Vorkasse-Betrug · Detail-Aufklärung

Nachnahme-Sendung

Vermeintliche Vertragsunterlagen kommen per Postnachnahme – du zahlst dem Postboten 100–250 € für wertloses Papier.

Ø Schaden

200 €

Häufigkeit

4 / 5

Kategorie

Vorkasse-Betrug

Wie funktioniert diese Masche?

  1. 1Du bekommst die Nachricht, dein 'Kreditvertrag' sei unterwegs.
  2. 2Der Postbote kassiert die Nachnahme-Gebühr direkt an der Tür.
  3. 3Im Umschlag liegen Werbung, leere Anträge oder ein 'Antrag auf Finanzsanierung' – kein Kredit.

So erkennst du die Masche

  • Vorab niemals erwähnte 'Bearbeitungspauschale' als Nachnahme
  • Anbieter, der 'dringend' antworten will und Post-Versand bevorzugt
  • Keine Filiale, kein Impressum, kein klarer Name

Echtes Beispiel

Ein Rentner aus Bremen zahlte 199 € Nachnahme – im Umschlag waren leere Antragsformulare einer 'Schuldenberatung', die er gar nicht wollte.
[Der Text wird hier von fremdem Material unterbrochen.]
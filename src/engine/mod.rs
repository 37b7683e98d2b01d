mod cas;
mod error;
mod mutations;
mod queries;
mod store;

pub use error::EngineError;
pub use store::{InMemoryStore, SharedClaim, SharedTrip};

use std::io;
use std::path::PathBuf;

use tokio::sync::{mpsc, oneshot, RwLock};
use tracing::debug;

use crate::model::*;
use crate::wal::Wal;

use store::{apply_to_claim, apply_to_trip};

/// Receiving end of an engine's change feed.
pub type MutationFeed = mpsc::UnboundedReceiver<Mutation>;

// ── Group-commit WAL writer ──────────────────────────────────────

pub(super) enum WalCommand {
    Append {
        event: Event,
        response: oneshot::Sender<io::Result<()>>,
    },
    Compact {
        events: Vec<Event>,
        response: oneshot::Sender<io::Result<()>>,
    },
    AppendsSinceCompact {
        response: oneshot::Sender<u64>,
    },
}

type PendingAppend = (Event, oneshot::Sender<io::Result<()>>);

/// Owns the WAL. Appends that are already queued when the task wakes are
/// written as one batch and share a single fsync; control commands flush
/// whatever is batched before running.
async fn wal_writer_loop(mut wal: Wal, mut rx: mpsc::Receiver<WalCommand>) {
    let mut batch: Vec<PendingAppend> = Vec::new();
    while let Some(first) = rx.recv().await {
        let mut next = Some(first);
        while let Some(cmd) = next.take() {
            match cmd {
                WalCommand::Append { event, response } => batch.push((event, response)),
                control => {
                    commit_batch(&mut wal, &mut batch);
                    run_control(&mut wal, control);
                }
            }
            next = rx.try_recv().ok();
        }
        commit_batch(&mut wal, &mut batch);
    }
}

fn commit_batch(wal: &mut Wal, batch: &mut Vec<PendingAppend>) {
    if batch.is_empty() {
        return;
    }
    metrics::histogram!(crate::observability::WAL_FLUSH_BATCH_SIZE).record(batch.len() as f64);
    let started = std::time::Instant::now();

    let mut outcome = batch.iter().try_for_each(|(event, _)| wal.append_buffered(event));
    // Flush even after a failed append so half-written bytes don't ride along
    // with the next batch.
    let flushed = wal.flush_sync();
    if outcome.is_ok() {
        outcome = flushed;
    }

    metrics::histogram!(crate::observability::WAL_FLUSH_DURATION_SECONDS)
        .record(started.elapsed().as_secs_f64());
    for (_, response) in batch.drain(..) {
        let reply = match &outcome {
            Ok(()) => Ok(()),
            Err(e) => Err(io::Error::new(e.kind(), e.to_string())),
        };
        let _ = response.send(reply);
    }
}

fn run_control(wal: &mut Wal, cmd: WalCommand) {
    match cmd {
        WalCommand::Compact { events, response } => {
            let result = Wal::stage_compaction(wal.path(), &events)
                .and_then(|()| wal.install_compaction());
            let _ = response.send(result);
        }
        WalCommand::AppendsSinceCompact { response } => {
            let _ = response.send(wal.appends_since_compact());
        }
        WalCommand::Append { .. } => unreachable!("appends are batched by the caller"),
    }
}

// ── Engine ───────────────────────────────────────────────────────

/// Trips and claims for one tenant, made durable through the WAL.
///
/// Lock order for any writer touching several records: `write_gate` (shared),
/// then the trip, then the claim.
pub struct Engine {
    pub(super) records: InMemoryStore,
    pub(super) wal_tx: mpsc::Sender<WalCommand>,
    /// Writers hold it shared; compaction holds it exclusively so no append
    /// lands between its snapshot and the log swap.
    pub(super) write_gate: RwLock<()>,
    feed: mpsc::UnboundedSender<Mutation>,
}

impl Engine {
    /// Replay the WAL at `wal_path` and start its writer task. Must be called
    /// inside a Tokio runtime.
    pub fn new(wal_path: PathBuf) -> io::Result<(Self, MutationFeed)> {
        let events = Wal::replay(&wal_path)?;
        let wal = Wal::open(&wal_path)?;
        let (wal_tx, wal_rx) = mpsc::channel(4096);
        tokio::spawn(wal_writer_loop(wal, wal_rx));
        let (feed_tx, feed_rx) = mpsc::unbounded_channel();

        let engine = Self {
            records: InMemoryStore::new(),
            wal_tx,
            write_gate: RwLock::new(()),
            feed: feed_tx,
        };
        for event in &events {
            engine.replay_one(event)?;
        }
        debug!("replayed {} WAL events from {}", events.len(), wal_path.display());
        Ok((engine, feed_rx))
    }

    /// Nothing else holds these locks during startup, so `try_write` cannot fail
    /// unless the log itself is inconsistent.
    fn replay_one(&self, event: &Event) -> io::Result<()> {
        let contended = || io::Error::other("replay: record unexpectedly locked");
        match event {
            Event::TripCreated { id, rider_id, at } => {
                self.records.insert_trip(Trip::new(*id, rider_id.clone(), *at));
            }
            Event::ClaimCreated { id, trip_id, driver_id, at } => {
                self.records.insert_claim(Claim::new(*id, *trip_id, driver_id.clone(), *at));
            }
            Event::TripStatusChanged { id, .. } => {
                if let Some(trip) = self.records.get_trip(id) {
                    apply_to_trip(&mut *trip.try_write().map_err(|_| contended())?, event);
                }
            }
            Event::ClaimAttempted { id, .. } | Event::ClaimDecided { id, .. } => {
                if let Some(claim) = self.records.get_claim(id) {
                    apply_to_claim(&mut *claim.try_write().map_err(|_| contended())?, event);
                }
            }
            Event::ClaimAccepted { id, trip_id, .. } => {
                if let Some(trip) = self.records.get_trip(trip_id) {
                    apply_to_trip(&mut *trip.try_write().map_err(|_| contended())?, event);
                }
                if let Some(claim) = self.records.get_claim(id) {
                    apply_to_claim(&mut *claim.try_write().map_err(|_| contended())?, event);
                }
            }
        }
        Ok(())
    }

    /// Hand `event` to the group-commit writer and wait until it is durable.
    pub(super) async fn wal_append(&self, event: &Event) -> Result<(), EngineError> {
        let (tx, rx) = oneshot::channel();
        self.wal_tx
            .send(WalCommand::Append { event: event.clone(), response: tx })
            .await
            .map_err(|_| EngineError::WalError("WAL writer shut down".into()))?;
        rx.await
            .map_err(|_| EngineError::WalError("WAL writer dropped response".into()))?
            .map_err(|e| EngineError::WalError(e.to_string()))
    }

    /// Publish a change. A dropped feed only means nobody is observing.
    pub(super) fn emit(&self, mutation: Mutation) {
        if self.feed.send(mutation).is_err() {
            debug!("mutation feed closed; change not observed");
        }
    }

    pub fn trip_count(&self) -> usize {
        self.records.trip_count()
    }
}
Erste Hilfe – wenn du schon reingefallen bist

  1. Annahme verweigern, falls noch möglich.
  2. Anzeige bei der Polizei erstatten und das Empfangsdokument als Beweis vorlegen.
  3. Verbraucherzentrale informieren – sie hilft beim Rückforderungsversuch.
  4. Bei Kreditkartenzahlung: Chargeback bei deiner Bank beantragen.

Die goldene Regel

„Eine Bank versendet Verträge nie per Nachnahme. Niemals annehmen, niemals zahlen."